Remember – human safety first!
So, How do you contain a bird of prey? One method is called The “spider” method
Have you ever caught a spider to put it outside by putting a cup over it and sliding a piece of paper underneath? You can contain a bird of prey the same way, on a larger scale. It’s the safest way to do it, if circumstances allow. You will need:
A sturdy container, such as a cardboard box, a plastic tote, or a recycling bin; if the container is made of plastic, make sure it has air holes beforehand. A stiff piece of cardboard, plastic, or wood to slide underneath. A towel or blanket (optional).
Approach the bird calmly and quietly. Once you’re close enough, place the container right over top of the bird, trapping it inside. This might be easier to do if you toss a towel over the bird first, especially covering its head and eyes. If the bird is still able to walk or hop, use the towel to corral it into a corner against a wall or fence to get close enough to contain it. Slide a stiff piece of cardboard, wood, or plastic under the container.

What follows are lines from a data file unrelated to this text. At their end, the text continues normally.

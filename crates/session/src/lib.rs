pub mod settings;

use anyhow::{anyhow, Result};
use log::info;
use snapmaker_core::{DiskDescriptor, Error, SnapshotRecord};
use snapmaker_qemu::{locate_utility, CommandExecutor, SnapshotRunner, SystemExecutor};
use snapmaker_safety::{can_delete, can_restore, ConfirmContext, SafetyDecision};
use snapmaker_scanner::{describe_path, scan, scan_in_background, ScanJob};
use std::path::Path;

pub use settings::Settings;
pub use snapmaker_qemu::Availability;

/// Resolved settings plus the `qemu-img` probe result, built once at startup
/// and passed to whatever needs it. Scanning and every snapshot operation
/// refuse to run when no `qemu-img` was found.
pub struct Session<E = SystemExecutor> {
    settings: Settings,
    availability: Availability,
    runner: Option<SnapshotRunner<E>>,
}

impl Session<SystemExecutor> {
    pub fn start(settings: Settings) -> Self {
        Self::with_executor(settings, SystemExecutor)
    }
}

impl<E: CommandExecutor> Session<E> {
    pub fn with_executor(settings: Settings, executor: E) -> Self {
        let availability = locate_utility(&settings.tools);
        let runner = SnapshotRunner::with_executor(&availability, executor).ok();
        if availability.using_fallback() {
            info!("preferred qemu-img missing, using bundled binary");
        }
        Self {
            settings,
            availability,
            runner,
        }
    }

    pub fn settings(&self) -> &Settings {
        &self.settings
    }

    pub fn availability(&self) -> &Availability {
        &self.availability
    }

    fn runner(&self) -> Result<&SnapshotRunner<E>> {
        self.runner
            .as_ref()
            .ok_or_else(|| Error::UtilityUnavailable.into())
    }

    fn ensure_available(&self) -> Result<()> {
        if self.availability.available() {
            Ok(())
        } else {
            Err(Error::UtilityUnavailable.into())
        }
    }

    /// Scans the configured scan path.
    pub fn scan(&self) -> Result<Vec<DiskDescriptor>> {
        self.scan_path(&self.settings.scan_path)
    }

    pub fn scan_path(&self, root: &Path) -> Result<Vec<DiskDescriptor>> {
        self.ensure_available()?;
        Ok(scan(root)?)
    }

    pub fn scan_in_background(&self, root: &Path) -> Result<ScanJob> {
        self.ensure_available()?;
        Ok(scan_in_background(root))
    }

    pub fn describe(&self, path: &Path) -> Result<DiskDescriptor> {
        Ok(describe_path(path)?)
    }

    /// Empty when listing fails; only a missing `qemu-img` is an error.
    pub fn list_snapshots(&self, disk: &DiskDescriptor) -> Result<Vec<SnapshotRecord>> {
        Ok(self.runner()?.list_snapshots(disk))
    }

    pub fn create_snapshot(&self, disk: &DiskDescriptor, tag: &str) -> Result<()> {
        Ok(self.runner()?.create_snapshot(disk, tag)?)
    }

    /// Removes snapshot `tag` once `ctx` confirms it.
    pub fn delete_snapshot(
        &self,
        disk: &DiskDescriptor,
        tag: &str,
        ctx: &ConfirmContext,
    ) -> Result<()> {
        let runner = self.runner()?;
        check(can_delete(ctx, tag))?;
        Ok(runner.delete_snapshot(disk, tag)?)
    }

    /// Overwrites the disk with snapshot `tag` once `ctx` confirms it.
    pub fn restore_snapshot(
        &self,
        disk: &DiskDescriptor,
        tag: &str,
        ctx: &ConfirmContext,
    ) -> Result<()> {
        let runner = self.runner()?;
        check(can_restore(ctx, tag))?;
        Ok(runner.restore_snapshot(disk, tag)?)
    }
}

fn check(decision: SafetyDecision) -> Result<()> {
    match decision {
        SafetyDecision::Allow => Ok(()),
        SafetyDecision::Deny(reason) => Err(anyhow!(reason)),
    }
}

#[cfg(test)]
mod tests {
    use super::*;
    use snapmaker_qemu::{CommandOutput, ToolPaths};
    use std::cell::RefCell;
    use std::ffi::OsString;
    use std::fs;
    use std::io;
    use std::path::PathBuf;

    #[derive(Default)]
    struct Recorder {
        calls: RefCell<Vec<Vec<OsString>>>,
    }

    impl CommandExecutor for &Recorder {
        fn execute(&self, _program: &Path, args: &[OsString]) -> io::Result<CommandOutput> {
            self.calls.borrow_mut().push(args.to_vec());
            Ok(CommandOutput {
                code: 0,
                stdout: "1 base 1G 2024-01-15 10:30:00\n".to_string(),
                stderr: String::new(),
            })
        }
    }

    fn settings_with(utility: PathBuf, scan_path: PathBuf) -> Settings {
        Settings {
            scan_path,
            tools: ToolPaths {
                preferred: utility,
                fallback: None,
            },
        }
    }

    #[test]
    fn missing_utility_gates_everything() {
        let dir = tempfile::tempdir().unwrap();
        let image = dir.path().join("a.qcow2");
        fs::write(&image, b"").unwrap();
        let recorder = Recorder::default();
        let session = Session::with_executor(
            settings_with(dir.path().join("no-qemu-img"), dir.path().to_path_buf()),
            &recorder,
        );
        assert!(!session.availability().available());

        let unavailable = |err: anyhow::Error| {
            matches!(err.downcast_ref::<Error>(), Some(Error::UtilityUnavailable))
        };
        assert!(unavailable(session.scan().unwrap_err()));
        assert!(unavailable(session.scan_in_background(dir.path()).err().unwrap()));
        let disk = session.describe(&image).unwrap();
        assert!(unavailable(session.list_snapshots(&disk).unwrap_err()));
        assert!(unavailable(session.create_snapshot(&disk, "t").unwrap_err()));
        assert!(recorder.calls.borrow().is_empty());
    }

    #[test]
    fn scan_uses_configured_path() {
        let dir = tempfile::tempdir().unwrap();
        let utility = dir.path().join("qemu-img");
        fs::write(&utility, b"").unwrap();
        let vms = dir.path().join("vms");
        fs::create_dir_all(vms.join("Box.utm")).unwrap();
        fs::write(vms.join("Box.utm").join("disk.qcow2"), b"").unwrap();

        let recorder = Recorder::default();
        let session = Session::with_executor(settings_with(utility, vms.clone()), &recorder);
        let found = session.scan().unwrap();
        assert_eq!(found.len(), 1);
        assert_eq!(found[0].display_name(), "Box");

        let job = session.scan_in_background(&vms).unwrap();
        assert_eq!(job.wait().unwrap(), found);
    }

    #[test]
    fn restore_requires_confirmation() {
        let dir = tempfile::tempdir().unwrap();
        let utility = dir.path().join("qemu-img");
        fs::write(&utility, b"").unwrap();
        let image = dir.path().join("a.qcow2");
        fs::write(&image, b"").unwrap();

        let recorder = Recorder::default();
        let session =
            Session::with_executor(settings_with(utility, dir.path().to_path_buf()), &recorder);
        let disk = session.describe(&image).unwrap();

        assert!(session
            .restore_snapshot(&disk, "base", &ConfirmContext::default())
            .is_err());
        assert!(recorder.calls.borrow().is_empty());

        let ctx = ConfirmContext {
            assume_yes: false,
            confirmation: Some("base".to_string()),
        };
        session.restore_snapshot(&disk, "base", &ctx).unwrap();
        let calls = recorder.calls.borrow();
        assert_eq!(calls.len(), 1);
        assert_eq!(calls[0][1], OsString::from("-a"));
    }

    #[test]
    fn delete_requires_confirmation() {
        let dir = tempfile::tempdir().unwrap();
        let utility = dir.path().join("qemu-img");
        fs::write(&utility, b"").unwrap();
        let image = dir.path().join("a.qcow2");
        fs::write(&image, b"").unwrap();

        let recorder = Recorder::default();
        let session =
            Session::with_executor(settings_with(utility, dir.path().to_path_buf()), &recorder);
        let disk = session.describe(&image).unwrap();

        let err = session
            .delete_snapshot(&disk, "base", &ConfirmContext::default())
            .unwrap_err();
        assert!(err.to_string().contains("delete requires confirmation"));
        assert!(recorder.calls.borrow().is_empty());

        let ctx = ConfirmContext {
            assume_yes: true,
            confirmation: None,
        };
        session.delete_snapshot(&disk, "base", &ctx).unwrap();
        let calls = recorder.calls.borrow();
        assert_eq!(calls.len(), 1);
        assert_eq!(calls[0][1], OsString::from("-d"));
    }

    #[test]
    fn list_goes_through_runner() {
        let dir = tempfile::tempdir().unwrap();
        let utility = dir.path().join("qemu-img");
        fs::write(&utility, b"").unwrap();
        let image = dir.path().join("a.qcow2");
        fs::write(&image, b"").unwrap();

        let recorder = Recorder::default();
        let session =
            Session::with_executor(settings_with(utility, dir.path().to_path_buf()), &recorder);
        let disk = session.describe(&image).unwrap();
        let records = session.list_snapshots(&disk).unwrap();
        assert_eq!(records.len(), 1);
        assert_eq!(records[0].tag, "base");
    }
}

Use rope, bungee cords, or duct tape to secure the bottom to the container.
The second method is called The “blanket” method
Since many birds of prey will lie on their back and claw at anything that comes close to protect themselves, you can use that to your advantage when trying to catch them. Use a thick towel or a blanket. Throw it over the bird, and let the bird grab onto the blanket with its feet. Keeping an eye on those feet, you should be able to scoop the whole bundle up and place it in a box. It’s a good idea to wear heavy gloves with this method, just in case.
If the bird is still able to fly but you’re sure it needs help, contact a Wildlife Rehabilitator for advice. They can give you species-based tips and tricks, or talk you through a tricky rescue. Once the bird is safely contained, then what? Temporary care:
While you are waiting to hear back from a wildlife rehabilitator, keep the animal contained in a dark, quiet place. Don’t give it any food or water until you have spoken to a rehabilitator. What is it is a baby bird? First: contact a Rehabilitator to see if the baby really needs to be rescued. You can get the baby bird contained and safe while you figure out how to help it. Place the bird in a small cardboard box with a soft towel or t-shirt. Even on a warm day babies can get cold, so give it a heat source: a clean sock filled with dry, uncooked rice, and microwaved for one minute a plastic bottle from the recycling bin filled with hot tap water an electric heating pad set to “LOW” and placed under half of the box. Put the box in a dark, quiet spot, and contact a Rehabilitator instructions.
If the baby bird hops or runs really well and is difficult to catch, leave it alone but keep a close an eye on it. It might be a normal situation. Baby birds learn to hop before they learn to fly. Please, Contact a Rehabilitator and discuss ways to reunite the baby with the parents. Remember it is always best for the parents to raise their young.